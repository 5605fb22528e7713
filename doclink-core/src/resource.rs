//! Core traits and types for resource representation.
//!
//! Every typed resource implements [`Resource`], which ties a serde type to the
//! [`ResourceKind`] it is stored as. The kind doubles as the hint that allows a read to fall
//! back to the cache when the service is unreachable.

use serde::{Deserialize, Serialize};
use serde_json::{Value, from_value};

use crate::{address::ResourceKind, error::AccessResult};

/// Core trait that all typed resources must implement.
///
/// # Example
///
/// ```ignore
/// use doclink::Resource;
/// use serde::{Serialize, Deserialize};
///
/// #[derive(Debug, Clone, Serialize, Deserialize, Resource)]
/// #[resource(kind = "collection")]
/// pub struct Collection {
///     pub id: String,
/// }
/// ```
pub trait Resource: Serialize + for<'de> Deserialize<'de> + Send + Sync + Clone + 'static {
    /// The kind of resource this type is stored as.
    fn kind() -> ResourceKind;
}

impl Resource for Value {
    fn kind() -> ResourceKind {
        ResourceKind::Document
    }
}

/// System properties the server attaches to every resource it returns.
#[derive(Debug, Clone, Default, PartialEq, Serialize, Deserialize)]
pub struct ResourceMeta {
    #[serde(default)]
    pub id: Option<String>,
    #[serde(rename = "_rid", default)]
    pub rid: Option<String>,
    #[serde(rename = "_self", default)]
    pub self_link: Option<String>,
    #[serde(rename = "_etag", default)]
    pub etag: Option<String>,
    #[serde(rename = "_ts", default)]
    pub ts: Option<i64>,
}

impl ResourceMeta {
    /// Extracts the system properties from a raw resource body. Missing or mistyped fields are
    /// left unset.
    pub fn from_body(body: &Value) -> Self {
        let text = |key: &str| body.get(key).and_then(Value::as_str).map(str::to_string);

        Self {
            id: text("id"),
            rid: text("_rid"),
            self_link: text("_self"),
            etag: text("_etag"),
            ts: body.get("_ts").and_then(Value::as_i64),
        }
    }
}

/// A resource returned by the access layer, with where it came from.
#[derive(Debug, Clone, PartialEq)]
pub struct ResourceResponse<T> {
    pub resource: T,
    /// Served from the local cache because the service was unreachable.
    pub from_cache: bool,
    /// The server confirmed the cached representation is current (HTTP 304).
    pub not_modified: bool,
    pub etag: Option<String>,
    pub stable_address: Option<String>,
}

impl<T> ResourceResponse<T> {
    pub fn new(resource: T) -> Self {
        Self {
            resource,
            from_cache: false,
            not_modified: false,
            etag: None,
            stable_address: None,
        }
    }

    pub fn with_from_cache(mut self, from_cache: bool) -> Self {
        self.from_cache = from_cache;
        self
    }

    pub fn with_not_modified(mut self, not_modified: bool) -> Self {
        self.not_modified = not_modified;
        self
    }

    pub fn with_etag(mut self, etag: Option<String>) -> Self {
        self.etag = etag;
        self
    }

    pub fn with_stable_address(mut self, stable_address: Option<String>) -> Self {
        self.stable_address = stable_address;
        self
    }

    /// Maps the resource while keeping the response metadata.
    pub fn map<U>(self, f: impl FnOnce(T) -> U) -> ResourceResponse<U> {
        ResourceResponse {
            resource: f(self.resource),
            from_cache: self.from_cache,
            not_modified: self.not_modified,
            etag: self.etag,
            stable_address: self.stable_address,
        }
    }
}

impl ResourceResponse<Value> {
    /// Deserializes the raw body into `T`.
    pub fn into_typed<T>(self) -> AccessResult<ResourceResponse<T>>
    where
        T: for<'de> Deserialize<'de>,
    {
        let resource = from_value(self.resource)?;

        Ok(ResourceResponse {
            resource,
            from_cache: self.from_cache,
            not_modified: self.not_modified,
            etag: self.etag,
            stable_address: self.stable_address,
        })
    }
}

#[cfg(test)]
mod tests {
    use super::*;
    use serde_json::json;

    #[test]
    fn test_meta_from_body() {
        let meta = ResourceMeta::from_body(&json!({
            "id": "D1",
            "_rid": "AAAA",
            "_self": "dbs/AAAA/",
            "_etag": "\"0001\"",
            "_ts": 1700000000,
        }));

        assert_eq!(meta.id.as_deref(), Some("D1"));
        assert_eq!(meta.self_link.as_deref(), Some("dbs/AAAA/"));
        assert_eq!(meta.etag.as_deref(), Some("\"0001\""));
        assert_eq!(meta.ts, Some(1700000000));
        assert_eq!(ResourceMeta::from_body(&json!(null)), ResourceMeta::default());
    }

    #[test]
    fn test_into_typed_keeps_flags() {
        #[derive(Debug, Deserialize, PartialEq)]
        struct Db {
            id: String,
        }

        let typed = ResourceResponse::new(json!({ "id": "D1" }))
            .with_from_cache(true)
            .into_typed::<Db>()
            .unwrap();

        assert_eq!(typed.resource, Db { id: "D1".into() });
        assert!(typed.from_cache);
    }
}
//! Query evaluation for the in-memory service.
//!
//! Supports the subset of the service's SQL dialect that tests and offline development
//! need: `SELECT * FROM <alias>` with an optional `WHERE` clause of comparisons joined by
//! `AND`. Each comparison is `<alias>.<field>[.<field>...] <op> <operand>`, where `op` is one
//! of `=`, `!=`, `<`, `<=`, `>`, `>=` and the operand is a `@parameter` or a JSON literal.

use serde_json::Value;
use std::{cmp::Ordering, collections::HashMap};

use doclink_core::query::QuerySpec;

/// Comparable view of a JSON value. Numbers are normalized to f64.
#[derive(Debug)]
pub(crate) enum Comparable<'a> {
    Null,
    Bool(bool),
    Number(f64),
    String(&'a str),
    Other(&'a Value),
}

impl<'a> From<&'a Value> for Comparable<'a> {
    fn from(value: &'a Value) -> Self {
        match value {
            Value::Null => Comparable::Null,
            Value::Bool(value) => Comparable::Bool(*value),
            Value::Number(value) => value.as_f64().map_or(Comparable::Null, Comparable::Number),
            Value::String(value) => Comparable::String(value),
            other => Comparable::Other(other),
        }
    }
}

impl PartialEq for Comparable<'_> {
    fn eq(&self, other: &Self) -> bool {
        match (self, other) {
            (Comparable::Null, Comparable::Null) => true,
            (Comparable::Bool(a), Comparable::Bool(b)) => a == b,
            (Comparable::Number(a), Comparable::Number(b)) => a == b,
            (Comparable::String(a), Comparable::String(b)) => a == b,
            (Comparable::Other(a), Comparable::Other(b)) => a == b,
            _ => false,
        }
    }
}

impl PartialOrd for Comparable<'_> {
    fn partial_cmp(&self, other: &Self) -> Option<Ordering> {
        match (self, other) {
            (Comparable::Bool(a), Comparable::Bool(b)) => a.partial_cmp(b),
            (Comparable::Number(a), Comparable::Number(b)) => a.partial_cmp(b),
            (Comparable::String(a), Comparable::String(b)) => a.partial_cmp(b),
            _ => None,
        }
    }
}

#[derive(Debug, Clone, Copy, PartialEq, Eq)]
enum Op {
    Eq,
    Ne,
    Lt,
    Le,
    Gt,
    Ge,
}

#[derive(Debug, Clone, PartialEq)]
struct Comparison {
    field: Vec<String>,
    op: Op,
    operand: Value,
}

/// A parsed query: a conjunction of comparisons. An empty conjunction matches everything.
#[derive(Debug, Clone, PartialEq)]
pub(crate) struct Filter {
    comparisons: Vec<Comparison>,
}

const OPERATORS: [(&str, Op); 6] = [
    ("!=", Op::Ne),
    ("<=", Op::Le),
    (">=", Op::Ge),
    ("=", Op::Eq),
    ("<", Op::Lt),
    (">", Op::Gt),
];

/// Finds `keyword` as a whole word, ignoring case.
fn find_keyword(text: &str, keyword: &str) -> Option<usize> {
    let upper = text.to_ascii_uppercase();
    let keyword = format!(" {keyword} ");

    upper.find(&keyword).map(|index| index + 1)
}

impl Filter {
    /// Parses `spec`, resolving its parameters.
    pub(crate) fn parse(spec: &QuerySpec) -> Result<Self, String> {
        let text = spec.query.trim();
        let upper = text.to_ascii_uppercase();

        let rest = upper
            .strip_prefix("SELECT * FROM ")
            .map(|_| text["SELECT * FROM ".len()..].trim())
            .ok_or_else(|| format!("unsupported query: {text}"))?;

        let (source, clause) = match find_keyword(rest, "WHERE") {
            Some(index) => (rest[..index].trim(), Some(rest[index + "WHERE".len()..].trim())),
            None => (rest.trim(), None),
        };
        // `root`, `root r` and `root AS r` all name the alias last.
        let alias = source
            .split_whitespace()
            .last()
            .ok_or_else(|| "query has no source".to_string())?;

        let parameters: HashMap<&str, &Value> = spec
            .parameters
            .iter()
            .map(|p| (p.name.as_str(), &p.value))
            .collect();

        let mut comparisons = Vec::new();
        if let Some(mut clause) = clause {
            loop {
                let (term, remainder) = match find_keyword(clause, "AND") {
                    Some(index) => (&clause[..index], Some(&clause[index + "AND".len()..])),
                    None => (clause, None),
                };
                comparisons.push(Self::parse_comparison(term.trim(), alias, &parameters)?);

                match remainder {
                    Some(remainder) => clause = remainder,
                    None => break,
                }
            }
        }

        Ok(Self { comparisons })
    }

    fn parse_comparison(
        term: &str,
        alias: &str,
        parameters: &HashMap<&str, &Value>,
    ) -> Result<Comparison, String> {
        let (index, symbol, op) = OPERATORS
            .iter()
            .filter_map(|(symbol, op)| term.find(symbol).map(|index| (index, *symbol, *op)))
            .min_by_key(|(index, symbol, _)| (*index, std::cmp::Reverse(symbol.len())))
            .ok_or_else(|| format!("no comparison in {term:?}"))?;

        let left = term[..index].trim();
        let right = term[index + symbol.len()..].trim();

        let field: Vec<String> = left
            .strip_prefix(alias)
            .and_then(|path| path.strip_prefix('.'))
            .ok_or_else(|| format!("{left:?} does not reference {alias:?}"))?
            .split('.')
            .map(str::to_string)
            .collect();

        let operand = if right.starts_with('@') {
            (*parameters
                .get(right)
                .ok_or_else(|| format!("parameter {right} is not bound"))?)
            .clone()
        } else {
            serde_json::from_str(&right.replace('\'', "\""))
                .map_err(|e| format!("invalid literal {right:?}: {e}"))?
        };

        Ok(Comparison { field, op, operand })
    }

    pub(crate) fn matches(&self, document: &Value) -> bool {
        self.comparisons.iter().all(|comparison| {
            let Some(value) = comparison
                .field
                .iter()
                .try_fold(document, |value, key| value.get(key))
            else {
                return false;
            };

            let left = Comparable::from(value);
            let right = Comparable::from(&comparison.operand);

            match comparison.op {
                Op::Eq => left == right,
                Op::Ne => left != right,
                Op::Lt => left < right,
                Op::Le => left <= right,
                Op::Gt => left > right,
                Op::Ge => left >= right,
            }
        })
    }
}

****************************************

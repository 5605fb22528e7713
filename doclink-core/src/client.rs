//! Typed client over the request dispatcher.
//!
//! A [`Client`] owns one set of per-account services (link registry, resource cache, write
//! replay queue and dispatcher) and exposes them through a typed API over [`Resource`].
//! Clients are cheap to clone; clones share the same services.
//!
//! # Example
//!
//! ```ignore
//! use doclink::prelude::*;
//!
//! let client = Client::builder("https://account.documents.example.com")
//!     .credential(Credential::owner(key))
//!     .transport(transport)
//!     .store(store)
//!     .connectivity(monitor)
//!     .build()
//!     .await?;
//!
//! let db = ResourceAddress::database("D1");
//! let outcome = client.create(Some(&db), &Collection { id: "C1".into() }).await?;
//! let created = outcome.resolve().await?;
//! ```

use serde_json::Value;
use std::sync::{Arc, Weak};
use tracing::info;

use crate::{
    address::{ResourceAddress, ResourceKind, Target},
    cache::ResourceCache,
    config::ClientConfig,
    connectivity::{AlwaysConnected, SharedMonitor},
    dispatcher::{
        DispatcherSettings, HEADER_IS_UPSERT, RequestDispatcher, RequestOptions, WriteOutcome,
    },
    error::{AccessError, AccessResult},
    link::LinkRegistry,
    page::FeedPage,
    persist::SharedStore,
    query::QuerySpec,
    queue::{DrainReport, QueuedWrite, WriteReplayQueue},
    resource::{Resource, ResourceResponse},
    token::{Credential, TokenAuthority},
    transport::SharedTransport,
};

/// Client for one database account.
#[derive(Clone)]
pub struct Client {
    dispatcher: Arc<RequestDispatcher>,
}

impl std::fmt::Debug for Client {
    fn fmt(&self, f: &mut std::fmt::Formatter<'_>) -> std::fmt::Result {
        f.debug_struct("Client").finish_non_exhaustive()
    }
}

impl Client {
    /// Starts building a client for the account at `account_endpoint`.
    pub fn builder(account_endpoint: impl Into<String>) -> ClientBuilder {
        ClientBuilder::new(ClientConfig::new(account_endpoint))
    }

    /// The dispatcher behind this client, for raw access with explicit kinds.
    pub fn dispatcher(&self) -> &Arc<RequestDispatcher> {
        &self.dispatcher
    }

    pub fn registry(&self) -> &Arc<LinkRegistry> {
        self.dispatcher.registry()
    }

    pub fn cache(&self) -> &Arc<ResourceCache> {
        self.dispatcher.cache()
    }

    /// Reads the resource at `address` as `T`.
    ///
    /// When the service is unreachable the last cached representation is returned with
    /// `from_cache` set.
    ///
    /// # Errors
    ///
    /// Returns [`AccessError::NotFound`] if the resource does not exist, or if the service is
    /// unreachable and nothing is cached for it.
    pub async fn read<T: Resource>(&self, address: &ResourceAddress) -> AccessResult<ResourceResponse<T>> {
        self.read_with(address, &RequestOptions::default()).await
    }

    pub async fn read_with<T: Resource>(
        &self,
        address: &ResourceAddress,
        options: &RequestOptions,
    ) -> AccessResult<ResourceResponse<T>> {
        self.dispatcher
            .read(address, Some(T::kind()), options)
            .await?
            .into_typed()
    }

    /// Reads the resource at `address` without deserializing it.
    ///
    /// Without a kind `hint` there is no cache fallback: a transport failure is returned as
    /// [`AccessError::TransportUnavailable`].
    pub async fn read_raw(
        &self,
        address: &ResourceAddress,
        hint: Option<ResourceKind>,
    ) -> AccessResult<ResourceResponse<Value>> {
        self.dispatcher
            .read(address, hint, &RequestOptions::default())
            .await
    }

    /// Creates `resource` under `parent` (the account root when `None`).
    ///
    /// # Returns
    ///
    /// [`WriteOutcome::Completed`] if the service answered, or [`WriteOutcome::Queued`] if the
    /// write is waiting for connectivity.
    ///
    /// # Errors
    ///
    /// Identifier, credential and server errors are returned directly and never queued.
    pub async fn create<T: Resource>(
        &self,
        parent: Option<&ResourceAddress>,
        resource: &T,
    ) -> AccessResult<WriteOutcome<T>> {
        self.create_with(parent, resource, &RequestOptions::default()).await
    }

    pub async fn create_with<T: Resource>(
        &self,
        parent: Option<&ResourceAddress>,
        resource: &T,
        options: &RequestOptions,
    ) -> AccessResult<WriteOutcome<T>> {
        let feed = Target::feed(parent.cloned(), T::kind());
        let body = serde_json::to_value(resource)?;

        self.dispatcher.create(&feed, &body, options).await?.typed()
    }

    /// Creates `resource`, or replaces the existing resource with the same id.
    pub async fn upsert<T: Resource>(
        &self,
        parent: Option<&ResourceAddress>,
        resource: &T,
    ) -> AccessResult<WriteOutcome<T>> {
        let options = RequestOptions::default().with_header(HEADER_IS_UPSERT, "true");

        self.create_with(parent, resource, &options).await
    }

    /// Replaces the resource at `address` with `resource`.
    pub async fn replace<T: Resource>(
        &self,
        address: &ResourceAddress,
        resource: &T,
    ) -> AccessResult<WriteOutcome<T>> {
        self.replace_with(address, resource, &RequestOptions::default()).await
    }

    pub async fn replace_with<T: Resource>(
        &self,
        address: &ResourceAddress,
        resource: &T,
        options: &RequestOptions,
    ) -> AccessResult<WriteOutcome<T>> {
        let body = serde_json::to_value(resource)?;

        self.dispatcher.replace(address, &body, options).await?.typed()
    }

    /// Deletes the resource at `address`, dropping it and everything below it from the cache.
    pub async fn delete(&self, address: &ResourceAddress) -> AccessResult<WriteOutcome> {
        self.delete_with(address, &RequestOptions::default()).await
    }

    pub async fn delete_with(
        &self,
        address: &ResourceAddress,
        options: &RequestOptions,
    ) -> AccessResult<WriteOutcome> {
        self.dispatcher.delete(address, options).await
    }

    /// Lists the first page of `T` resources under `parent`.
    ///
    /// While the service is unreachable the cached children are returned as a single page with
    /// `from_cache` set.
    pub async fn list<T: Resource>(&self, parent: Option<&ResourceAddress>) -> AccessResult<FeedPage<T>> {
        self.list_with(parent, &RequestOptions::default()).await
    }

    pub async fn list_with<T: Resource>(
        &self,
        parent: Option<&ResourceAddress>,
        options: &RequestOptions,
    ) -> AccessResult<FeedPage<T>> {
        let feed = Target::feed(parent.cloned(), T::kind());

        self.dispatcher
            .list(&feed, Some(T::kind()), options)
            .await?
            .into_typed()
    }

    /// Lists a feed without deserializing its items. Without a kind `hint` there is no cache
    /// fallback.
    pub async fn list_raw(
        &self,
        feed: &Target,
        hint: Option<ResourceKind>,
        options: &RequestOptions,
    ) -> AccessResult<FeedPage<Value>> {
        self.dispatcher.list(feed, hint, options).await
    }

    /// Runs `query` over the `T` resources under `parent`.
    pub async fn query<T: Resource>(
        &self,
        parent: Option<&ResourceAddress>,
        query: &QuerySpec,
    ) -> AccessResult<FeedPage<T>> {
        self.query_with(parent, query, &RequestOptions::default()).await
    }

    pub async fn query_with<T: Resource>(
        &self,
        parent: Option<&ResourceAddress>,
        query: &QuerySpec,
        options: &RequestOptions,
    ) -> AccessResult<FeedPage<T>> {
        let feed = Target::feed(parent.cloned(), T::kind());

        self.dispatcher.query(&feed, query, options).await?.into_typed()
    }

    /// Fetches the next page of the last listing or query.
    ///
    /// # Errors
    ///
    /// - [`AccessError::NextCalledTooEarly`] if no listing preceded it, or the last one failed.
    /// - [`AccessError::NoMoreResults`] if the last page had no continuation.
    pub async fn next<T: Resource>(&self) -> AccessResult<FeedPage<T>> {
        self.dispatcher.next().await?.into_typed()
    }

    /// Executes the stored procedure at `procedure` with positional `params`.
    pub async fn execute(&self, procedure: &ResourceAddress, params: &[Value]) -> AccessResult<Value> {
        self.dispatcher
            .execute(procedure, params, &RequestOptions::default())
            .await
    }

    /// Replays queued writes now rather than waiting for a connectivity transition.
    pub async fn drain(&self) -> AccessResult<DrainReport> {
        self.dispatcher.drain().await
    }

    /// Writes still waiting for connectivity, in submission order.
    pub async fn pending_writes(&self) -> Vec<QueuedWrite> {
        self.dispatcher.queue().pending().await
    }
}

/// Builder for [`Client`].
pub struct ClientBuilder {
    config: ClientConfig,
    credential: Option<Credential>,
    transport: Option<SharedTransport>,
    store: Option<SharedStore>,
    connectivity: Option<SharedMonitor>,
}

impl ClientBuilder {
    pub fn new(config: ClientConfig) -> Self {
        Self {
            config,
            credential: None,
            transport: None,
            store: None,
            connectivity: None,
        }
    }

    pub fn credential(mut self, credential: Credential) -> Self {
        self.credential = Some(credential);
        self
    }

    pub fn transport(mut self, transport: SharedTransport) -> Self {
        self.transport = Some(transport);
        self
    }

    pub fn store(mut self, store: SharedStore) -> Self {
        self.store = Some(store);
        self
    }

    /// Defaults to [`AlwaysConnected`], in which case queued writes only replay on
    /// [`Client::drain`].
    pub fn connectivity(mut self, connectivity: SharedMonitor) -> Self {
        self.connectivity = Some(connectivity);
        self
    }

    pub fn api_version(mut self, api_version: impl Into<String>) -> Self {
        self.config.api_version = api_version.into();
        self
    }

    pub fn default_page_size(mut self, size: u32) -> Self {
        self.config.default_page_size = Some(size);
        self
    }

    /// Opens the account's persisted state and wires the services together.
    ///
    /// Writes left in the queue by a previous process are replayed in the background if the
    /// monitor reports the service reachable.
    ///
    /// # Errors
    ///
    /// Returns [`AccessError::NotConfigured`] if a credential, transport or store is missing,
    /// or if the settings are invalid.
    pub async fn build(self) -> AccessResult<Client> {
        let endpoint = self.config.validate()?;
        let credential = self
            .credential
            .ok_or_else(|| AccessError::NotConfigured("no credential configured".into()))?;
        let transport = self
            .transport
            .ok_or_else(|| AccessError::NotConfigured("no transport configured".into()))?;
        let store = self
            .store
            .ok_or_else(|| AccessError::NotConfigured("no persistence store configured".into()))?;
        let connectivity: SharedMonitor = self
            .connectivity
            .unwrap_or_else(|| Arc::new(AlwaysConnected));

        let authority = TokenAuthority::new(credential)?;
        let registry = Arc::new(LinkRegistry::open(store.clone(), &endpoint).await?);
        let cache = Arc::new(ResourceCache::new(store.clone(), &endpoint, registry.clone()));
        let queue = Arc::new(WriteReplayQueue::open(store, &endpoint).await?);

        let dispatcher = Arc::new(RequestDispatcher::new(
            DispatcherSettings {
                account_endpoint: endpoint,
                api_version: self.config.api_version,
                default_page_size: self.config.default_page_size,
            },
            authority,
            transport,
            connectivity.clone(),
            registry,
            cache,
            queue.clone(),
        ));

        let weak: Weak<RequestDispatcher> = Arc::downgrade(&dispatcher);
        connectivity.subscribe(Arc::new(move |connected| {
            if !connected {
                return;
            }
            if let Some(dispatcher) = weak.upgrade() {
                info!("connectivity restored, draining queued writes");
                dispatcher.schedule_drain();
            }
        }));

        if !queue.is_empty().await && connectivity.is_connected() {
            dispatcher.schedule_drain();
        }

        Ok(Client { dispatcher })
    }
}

****************************************

§ **TASK REQUIREMENTS**
The reply should consist solely of the lines above from the one that has "self.stable_address = stable_address;" through the one that has "Deserializes the raw", reproduced exactly.

§ **PROBLEM SOLUTION**
        self.stable_address = stable_address;
        self
    }

    /// Maps the resource while keeping the response metadata.
    pub fn map<U>(self, f: impl FnOnce(T) -> U) -> ResourceResponse<U> {
        ResourceResponse {
            resource: f(self.resource),
            from_cache: self.from_cache,
            not_modified: self.not_modified,
            etag: self.etag,
            stable_address: self.stable_address,
        }
    }
}

impl ResourceResponse<Value> {
    /// Deserializes the raw body into `T`.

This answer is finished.